Layoffs, buyouts, bad morale

Today is a difficult day for me. Frankly, the morale in my office stinks. One of the reasons I choose not to work from home is collegiality. I like my co-workers and get lots of ideas, feedback and enthusiasm from the interaction I have with them. But just like in life, there's a plus and minus.

Yesterday, a large group of my colleagues, the most seasoned reporters at my paper, were offered buyouts. In their eyes, it was an emotional slap in the face. I likely would have been among them had I not gone part time years ago. Today, those who have stopped by to chat with grim face and sad tales, tell me they can't afford to take the offer. They all need to keep work in their work/life balance. And so, we all wait for the next move by our employer. In the meantime, the uncertainty about the newspaper industry, the future for family breadwinners and the career paths of workers who have been in this profession for decades weighs heavy on us all.

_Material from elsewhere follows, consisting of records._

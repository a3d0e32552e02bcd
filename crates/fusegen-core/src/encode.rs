//! Configuration to fuse bytes

use crate::clock::encode_clock_select;
use crate::config::Configuration;
use crate::error::Result;
use crate::fuse::{ExtendedFuse, FuseBytes, HighFuse, LowFuse};

/// Encode a configuration into fuse bytes
///
/// The extended fuse starts with its reserved bits set; the other two start
/// at zero. Each option then sets the bits of its non-enabled (active-low)
/// or enabled (active-high) state. The brown-out level is written to both
/// `efuse` and `hfuse`.
///
/// Any option without a code fails the whole call, no partial triple is
/// ever returned.
pub fn encode(config: &Configuration) -> Result<FuseBytes> {
    // Resolve the table-driven fields first
    let bod = config.brown_out_level.unwrap_or_default().bits();
    let cksel = encode_clock_select(config.clock_select.as_ref())?;

    let mut efuse = ExtendedFuse::RESERVED;
    let mut hfuse = HighFuse::empty();
    let mut lfuse = LowFuse::empty();

    if config.clock_failure_detect {
        efuse |= ExtendedFuse::CFD;
    }
    efuse |= ExtendedFuse::from_bits_retain(bod) & ExtendedFuse::BODLEVEL;
    hfuse |= HighFuse::from_bits_retain(bod) & HighFuse::BODLEVEL;

    if !config.reset_disable {
        hfuse |= HighFuse::RSTDISBL;
    }
    if !config.debug_wire_enable {
        hfuse |= HighFuse::DWEN;
    }
    if config.spi_program_disable {
        hfuse |= HighFuse::SPIEN;
    }
    if !config.watchdog_force_on {
        hfuse |= HighFuse::WDTON;
    }
    if !config.eeprom_preserve {
        hfuse |= HighFuse::EESAVE;
    }

    if config.clock_divide_by_8_disable {
        lfuse |= LowFuse::CKDIV8;
    }
    if !config.clock_output_enable {
        lfuse |= LowFuse::CKOUT;
    }
    lfuse |= LowFuse::from_bits_retain(cksel) & LowFuse::CKSEL_SUT;

    let fuses = FuseBytes::new(lfuse.bits(), hfuse.bits(), efuse.bits());
    log::debug!("encoded {} -> {}", config.args(), fuses);
    Ok(fuses)
}

#[cfg(test)]
mod tests {
    use super::*;
    use crate::clock::{ClockSelect, ResonatorKind, ResonatorMode, SpeedClass, StartupMode};
    use crate::config::BrownOutLevel;
    use crate::error::{Error, FuseOption};
    use std::string::ToString;

    #[test]
    fn test_default_configuration() {
        let fuses = encode(&Configuration::new()).unwrap();
        assert_eq!(fuses, FuseBytes::new(0x62, 0xDF, 0xF7));
        assert_eq!(fuses, FuseBytes::DEFAULT);
        assert_eq!(fuses.to_string(), "62 df f7");
    }

    #[test]
    fn test_explicit_defaults_match_absent() {
        let explicit = Configuration::new().canonicalize();
        assert_eq!(encode(&explicit), encode(&Configuration::new()));
    }

    #[test]
    fn test_brown_out_written_to_both_fuses() {
        for (level, bits) in [
            (BrownOutLevel::Off, 0b111),
            (BrownOutLevel::V1_8, 0b110),
            (BrownOutLevel::V2_7, 0b101),
            (BrownOutLevel::V4_3, 0b100),
        ] {
            let config = Configuration {
                brown_out_level: Some(level),
                ..Configuration::new()
            };
            let fuses = encode(&config).unwrap();
            assert_eq!(fuses.efuse & 0b111, bits, "efuse for {}", level);
            assert_eq!(fuses.hfuse & 0b111, bits, "hfuse for {}", level);
            assert_eq!(fuses.efuse & 0xF8, 0xF0);
            assert_eq!(fuses.hfuse & 0xF8, 0xD8);
        }
    }

    #[test]
    fn test_single_options() {
        let base = Configuration::new();
        let cases: [(Configuration, FuseBytes); 8] = [
            (
                Configuration {
                    clock_failure_detect: true,
                    ..base
                },
                FuseBytes::new(0x62, 0xDF, 0xFF),
            ),
            (
                Configuration {
                    reset_disable: true,
                    ..base
                },
                FuseBytes::new(0x62, 0x5F, 0xF7),
            ),
            (
                Configuration {
                    debug_wire_enable: true,
                    ..base
                },
                FuseBytes::new(0x62, 0x9F, 0xF7),
            ),
            (
                Configuration {
                    spi_program_disable: true,
                    ..base
                },
                FuseBytes::new(0x62, 0xFF, 0xF7),
            ),
            (
                Configuration {
                    watchdog_force_on: true,
                    ..base
                },
                FuseBytes::new(0x62, 0xCF, 0xF7),
            ),
            (
                Configuration {
                    eeprom_preserve: true,
                    ..base
                },
                FuseBytes::new(0x62, 0xD7, 0xF7),
            ),
            (
                Configuration {
                    clock_divide_by_8_disable: true,
                    ..base
                },
                FuseBytes::new(0xE2, 0xDF, 0xF7),
            ),
            (
                Configuration {
                    clock_output_enable: true,
                    ..base
                },
                FuseBytes::new(0x22, 0xDF, 0xF7),
            ),
        ];

        for (config, expected) in cases {
            assert_eq!(encode(&config), Ok(expected), "{}", config.args());
        }
    }

    #[test]
    fn test_arduino_style_configuration() {
        let config = Configuration {
            brown_out_level: Some(BrownOutLevel::V2_7),
            eeprom_preserve: true,
            clock_divide_by_8_disable: true,
            clock_select: Some(ClockSelect::ExternalOscillator {
                kind: ResonatorKind::Crystal,
                speed: SpeedClass::Mhz8,
                mode: ResonatorMode::Slow,
            }),
            ..Configuration::new()
        };
        assert_eq!(encode(&config), Ok(FuseBytes::new(0xFF, 0xD5, 0xF5)));
    }

    #[test]
    fn test_unencodable_clock_fails_whole_encode() {
        let config = Configuration {
            brown_out_level: Some(BrownOutLevel::V1_8),
            eeprom_preserve: true,
            clock_select: Some(ClockSelect::LowFrequency {
                mode: StartupMode::Bod,
                fast_start: true,
            }),
            ..Configuration::new()
        };
        assert_eq!(
            encode(&config),
            Err(Error::UnrecognizedValue(FuseOption::ClockSelect))
        );
    }

    #[test]
    fn test_crystal_fast_start_fails() {
        let config = Configuration {
            clock_select: Some(ClockSelect::ExternalOscillator {
                kind: ResonatorKind::Crystal,
                speed: SpeedClass::Mhz3,
                mode: ResonatorMode::SlowFastStart,
            }),
            ..Configuration::new()
        };
        assert!(encode(&config).is_err());
    }
}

Part of me wants to retreat to my home, to hide from the disenchantment permeating my workplace. But is that fair? These are the co-workers who help me find the right word for a column, ask me about my vacation, share coffee cream and swap tales about our children's milestones. So, here I am. At my desk. A sounding board. A cheerleader for the hopefully good times ahead. Someone who knows that live is not all about work, but knows how important it is when your job is your passion, too.

Often, my colleagues and I complain about too much work. But today, it's the alternative that scares us more.


Anonymous Anonymous said...

Fielding a buyout offer sure beats getting abruptly fired, down-sized, or laid-off. Where does this sense of entitlement come from, given that the newspaper industry has been on the slide for decades? Lame complaints of "I can't afford to take the buyout" indicate lack of planning and inability accept the inevitable.